Report every line below that holds the word "Some".

[Records from a data source]
[Start of section]

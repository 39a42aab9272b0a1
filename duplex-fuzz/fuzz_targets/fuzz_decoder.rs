#![no_main]

use bytes::Bytes;
use duplex_transport::codec::{decode_frame, frame_with_length_prefix, LengthPrefixedReassembler};
use libfuzzer_sys::fuzz_target;

fuzz_target!(|data: &[u8]| {
    // The frame body decoder must never panic on arbitrary input, only
    // return a `CodecError`.
    let _ = decode_frame(data);

    // The length-prefix reassembler must never panic either, including on
    // data fed in single-byte fragments (the worst case for its staging
    // buffer).
    let mut reassembler = LengthPrefixedReassembler::new();
    for chunk in data.chunks(1) {
        reassembler.push(Bytes::copy_from_slice(chunk));
        loop {
            match reassembler.next_message() {
                Ok(Some(_)) => continue,
                Ok(None) => break,
                Err(_) => return,
            }
        }
    }

    // Round-trip: a validly length-prefixed, valid frame body must decode
    // back out unchanged in shape.
    if data.len() <= 4 {
        return;
    }
    let wire = frame_with_length_prefix(data);
    let mut reassembler = LengthPrefixedReassembler::new();
    reassembler.push(wire);
    if let Ok(Some(body)) = reassembler.next_message() {
        assert_eq!(body.as_ref(), data);
    }
});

[End of section]

OUTPUT>
                Ok(Some(_)) => continue,
    if let Ok(Some(body)) = reassembler.next_message() {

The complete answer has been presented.